What running in the heat can feel like.

My running club met recently at the house of one of our members, instead of our usual location by one of the canal paths. A few times over the summer we do this, in order to go on a run, and then return for breakfast and a swim.

The official start time was 5:00 a.m., but a few of us started at 4:00. Yes, that means dragging ourselves out of bed in the early 3’s—insanity. And this time of year, adding insult to that injury, it was already 92 degrees, and sticky, when we started! Dry heat? When I came back to the house after my run, several of us were standing outside, hoping to dry off a bit before going inside—it wasn’t happening. We were just staying hot and sticky. Welcome to summer training.

On my recent trip to Alaska to run a marathon (oh, and to see one of my daughters), I was frequently asked if Arizonans just avoid running in the summer months. I told them “no,” because there are so many great fall marathons in the Southwest we are preparing to run (St. George, Mt. Lemmon, California International, St. Charleston, Big Cottonwood, etc.). So, we continue to run, even in June, July, and August.

Then they ask now hot it is when I train. My answer—usually between 72 and 75 degrees. In Arizona? Yes: During the hottest months, I head inside for most of my weekday runs, where my gym provides AC, water, bathrooms, and even television. Still, I do usually go outside with the club on Saturday for the longest run of the week. I have many running friends who cannot stand treadmills, and do choose to forego summer training and those fall marathons. Others brave the heat on all their runs, but usually in the morning (when it is still in the mere 90s).

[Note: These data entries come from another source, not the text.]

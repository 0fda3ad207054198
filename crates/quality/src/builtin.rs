//! Built-in validation rules.
//!
//! Every signature of the detector's [`PatternLibrary`] is scored through one
//! rule per category, so a kind the detector knows is matched in exactly one
//! place. The rules below cover what only the validator checks.
//!
//! Script-level rules run over the code view of [`ArtifactText`] so that
//! code quoted inside strings or comments is ignored. Markup-level rules run
//! over the raw document.

use artguard_core::{compile_pattern, ArtifactText, Category, Finding, Location, Severity};
use artguard_detect::{MatchContext, PatternLibrary};
use regex::Regex;
use std::sync::Arc;

use crate::error::Result;
use crate::rule::{CategoryCheck, FnRule, RuleContext};

/// Every built-in rule: the library's signatures plus the validator-only checks.
pub fn rules(library: &PatternLibrary) -> Result<Vec<Arc<dyn CategoryCheck>>> {
    let mut rules = signature_rules(library);
    rules.extend(syntax_rules()?);
    rules.extend(contract_rules());
    rules.extend(runtime_safety_rules()?);
    rules.extend(performance_rules()?);
    rules.extend(security_rules()?);
    rules.extend(accessibility_rules()?);
    Ok(rules)
}

/// Scores one category of a [`PatternLibrary`].
#[derive(Debug, Clone)]
pub struct SignatureRule {
    name: String,
    category: Category,
    library: Arc<PatternLibrary>,
}

impl SignatureRule {
    /// Rule for the library's signatures of one category.
    pub fn new(library: Arc<PatternLibrary>, category: Category) -> Self {
        Self {
            name: format!("signatures/{}", category.as_str()),
            category,
            library,
        }
    }
}

impl CategoryCheck for SignatureRule {
    fn name(&self) -> &str {
        &self.name
    }

    fn category(&self) -> Category {
        self.category
    }

    fn check(&self, ctx: &RuleContext<'_>) -> Result<Vec<Finding>> {
        let ctx = MatchContext {
            text: ctx.text,
            type_tag: ctx.type_tag,
        };
        Ok(self.library.scan_category(&ctx, self.category))
    }
}

fn signature_rules(library: &PatternLibrary) -> Vec<Arc<dyn CategoryCheck>> {
    let library = Arc::new(library.clone());
    Category::ALL
        .iter()
        .filter(|&&category| !library.find_by_category(category).is_empty())
        .map(|&category| Arc::new(SignatureRule::new(Arc::clone(&library), category)) as Arc<dyn CategoryCheck>)
        .collect()
}

fn rule<F>(name: &str, category: Category, check: F) -> Arc<dyn CategoryCheck>
where
    F: Fn(&RuleContext<'_>) -> Result<Vec<Finding>> + Send + Sync + 'static,
{
    Arc::new(FnRule::new(name, category, check))
}

fn first_in_code(text: &ArtifactText<'_>, pattern: &Regex) -> Option<Location> {
    pattern.find(text.code()).map(|m| text.location(m.start()))
}

fn located(finding: Finding, location: Option<Location>) -> Finding {
    match location {
        Some(location) => finding.at(location),
        None => finding,
    }
}

fn syntax_rules() -> Result<Vec<Arc<dyn CategoryCheck>>> {
    let html_root = compile_pattern(r"(?i)<html\b")?;

    Ok(vec![
        rule("square-brackets", Category::Syntax, |ctx| {
            let balance = ctx.text.balance('[', ']');
            if balance.is_balanced() {
                return Ok(Vec::new());
            }
            Ok(vec![located(
                Finding::new(
                    "unbalanced-brackets",
                    Severity::High,
                    Category::Syntax,
                    "unbalanced square brackets in script code",
                ),
                balance.first_offset.map(|o| ctx.text.location(o)),
            )])
        }),
        rule("html-root", Category::Syntax, move |ctx| {
            if html_root.is_match(ctx.text.source()) {
                return Ok(Vec::new());
            }
            Ok(vec![Finding::new(
                "missing-html-root",
                Severity::Medium,
                Category::Syntax,
                "document has no <html> root element",
            )])
        }),
    ])
}

fn contract_rules() -> Vec<Arc<dyn CategoryCheck>> {
    vec![
        rule("input-handlers", Category::FrameworkContract, |ctx| {
            if !ctx.contract.contract.applies_to(ctx.type_tag) || ctx.contract.handler.is_match(ctx.text.code()) {
                return Ok(Vec::new());
            }
            let contract = &ctx.contract.contract;
            Ok(vec![Finding::new(
                "missing-input-handler",
                Severity::Medium,
                Category::FrameworkContract,
                format!("no {}.{}() input handler is registered", contract.sdk_global, contract.handler_method),
            )])
        }),
        rule("init-order", Category::FrameworkContract, |ctx| {
            if !ctx.contract.contract.applies_to(ctx.type_tag) {
                return Ok(Vec::new());
            }
            let code = ctx.text.code();
            let (Some(handler), Some(init)) = (ctx.contract.handler.find(code), ctx.contract.init.find(code)) else {
                return Ok(Vec::new());
            };
            if handler.start() > init.start() {
                return Ok(Vec::new());
            }
            let contract = &ctx.contract.contract;
            Ok(vec![Finding::new(
                "handler-before-init",
                Severity::High,
                Category::FrameworkContract,
                format!(
                    "{g}.{h}() is called before {g}.{i}()",
                    g = contract.sdk_global,
                    h = contract.handler_method,
                    i = contract.init_method
                ),
            )
            .at(ctx.text.location(handler.start()))])
        }),
    ]
}

fn runtime_safety_rules() -> Result<Vec<Arc<dyn CategoryCheck>>> {
    let json_parse = compile_pattern(r"\bJSON\s*\.\s*parse\s*\(")?;
    let try_block = compile_pattern(r"\btry\s*\{")?;
    let element_lookup =
        compile_pattern(r"\bdocument\s*\.\s*(?:getElementById|querySelector)\s*\([^)]*\)\s*\.")?;

    Ok(vec![
        rule("json-parse", Category::RuntimeSafety, move |ctx| {
            let code = ctx.text.code();
            if try_block.is_match(code) {
                return Ok(Vec::new());
            }
            Ok(first_in_code(ctx.text, &json_parse)
                .map(|location| {
                    Finding::new(
                        "unguarded-json-parse",
                        Severity::Medium,
                        Category::RuntimeSafety,
                        "JSON.parse() is called outside any try block",
                    )
                    .at(location)
                })
                .into_iter()
                .collect())
        }),
        rule("element-lookup", Category::RuntimeSafety, move |ctx| {
            Ok(first_in_code(ctx.text, &element_lookup)
                .map(|location| {
                    Finding::new(
                        "unchecked-element-lookup",
                        Severity::Low,
                        Category::RuntimeSafety,
                        "DOM lookup result is used without a null check",
                    )
                    .at(location)
                })
                .into_iter()
                .collect())
        }),
    ])
}

fn performance_rules() -> Result<Vec<Arc<dyn CategoryCheck>>> {
    let interval_delay = compile_pattern(r"\bsetInterval\s*\([^;]*?,\s*(\d+)\s*\)")?;

    Ok(vec![rule("interval-delay", Category::Performance, move |ctx| {
        let mut findings = Vec::new();
        for caps in interval_delay.captures_iter(ctx.text.code()) {
            let (Some(whole), Some(delay)) = (caps.get(0), caps.get(1)) else {
                continue;
            };
            let Ok(ms) = delay.as_str().parse::<u64>() else {
                continue;
            };
            if ms < 16 {
                findings.push(
                    Finding::new(
                        "tight-interval",
                        Severity::Medium,
                        Category::Performance,
                        format!("setInterval() with a {}ms delay; use requestAnimationFrame", ms),
                    )
                    .at(ctx.text.location(whole.start())),
                );
            }
        }
        Ok(findings)
    })])
}

fn security_rules() -> Result<Vec<Arc<dyn CategoryCheck>>> {
    let inner_html = compile_pattern(r"\.innerHTML\s*\+?=")?;

    Ok(vec![rule("inner-html", Category::Security, move |ctx| {
        Ok(first_in_code(ctx.text, &inner_html)
            .map(|location| {
                Finding::new(
                    "inner-html-assignment",
                    Severity::Low,
                    Category::Security,
                    "markup assigned through innerHTML",
                )
                .at(location)
            })
            .into_iter()
            .collect())
    })])
}

fn accessibility_rules() -> Result<Vec<Arc<dyn CategoryCheck>>> {
    let title = compile_pattern(r"(?i)<title\b[^>]*>\s*[^<\s]")?;
    let img_tag = compile_pattern(r"(?i)<img\b[^>]*>")?;
    let alt_attr = compile_pattern(r"(?i)\balt\s*=")?;

    Ok(vec![
        rule("document-title", Category::Accessibility, move |ctx| {
            if title.is_match(ctx.text.source()) {
                return Ok(Vec::new());
            }
            Ok(vec![Finding::new(
                "missing-title",
                Severity::Low,
                Category::Accessibility,
                "document has no title",
            )])
        }),
        rule("image-alt", Category::Accessibility, move |ctx| {
            let source = ctx.text.source();
            Ok(img_tag
                .find_iter(source)
                .find(|tag| !alt_attr.is_match(tag.as_str()))
                .map(|tag| {
                    Finding::new(
                        "img-without-alt",
                        Severity::Low,
                        Category::Accessibility,
                        "image has no alt text",
                    )
                    .at(ctx.text.location(tag.start()))
                })
                .into_iter()
                .collect())
        }),
    ])
}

Even though I do often head to the gym, for a more comfortable running experience, I have a relatively high tolerance for the heat. I even thought about taking on the Death Valley Marathon, which is known for its shoe-melting temperatures (really). But, last summer I took a 6 mile run around Tempe Town Lake, in the middle of the afternoon, with my friend Win Koerper. The air temperature was 116 (F). Because we were on asphalt, the temperature for us could have been even 10 degrees (F) higher. I honestly felt the soles of my running shoes turning tacky during the run. We survived it, but I scratched Death Valley off my list!

There are definitely drawbacks to exercising in the heat. First, it does slow you down. The sports scientists have tested this enough to know it isn’t just psychological. Essentially, for a runner, there is about a 3% drop in pace for every 10 degrees Fahrenheit. If I run a marathon in 3 hours and 30 minutes at 50 degrees, I would come in at about 3 hours and 50 minutes, if the marathon temperature were 80 degrees instead—20 minutes slower.  It is simply going to take more effort to maintain the same speed, translating into slower times. But, if you train in the heat, and then run a cool temperature marathon, you are going to gain speed at equal effort, improving the pace, sometimes considerably.  I have felt this benefit a number of times. I assume other workout routines would have an equivalent challenge/benefit outcome.

Of course, hydration is more important than ever during summer workouts. Or is it? The myths, misconceptions, and anecdotal conclusions around how much to drink during exercise, and the consequences of getting it wrong, are ubiquitous and confusing (and probably merit their own post). I have seen a good number of studies that shed doubt on many of our conceptions about hydration (overstating the emergency). Professor Timothy Noakes, of Cape Town University likely the most active challenger of hydration myths. For example, he has shown that it is a myth that your “before and after” workout weight is nearly a direct reflection of how much water you lost. A lot of that weight is actually carbohydrate loss! Yep. Science. However, you can still lose a several pounds just in water on a long summer run. My total weight swing on a long summer run is about 5 pounds—and I am not very big. So, I still try to drink a lot of water.

But why go through the trouble of training through the summer? It is true that I also enjoy the winter and spring events that do not require me to train in the summer. But, because I still plan to eat, stress, work, have a heart beat, and age, through the summer, I need a reason to exercise. In other words, the rest of my life, and my physiology, does not care that it is summer in Arizona. So, running in the 90s, in the early morning, in the dark, or on a treadmill, is just part of the plan. Those fall marathons are coming.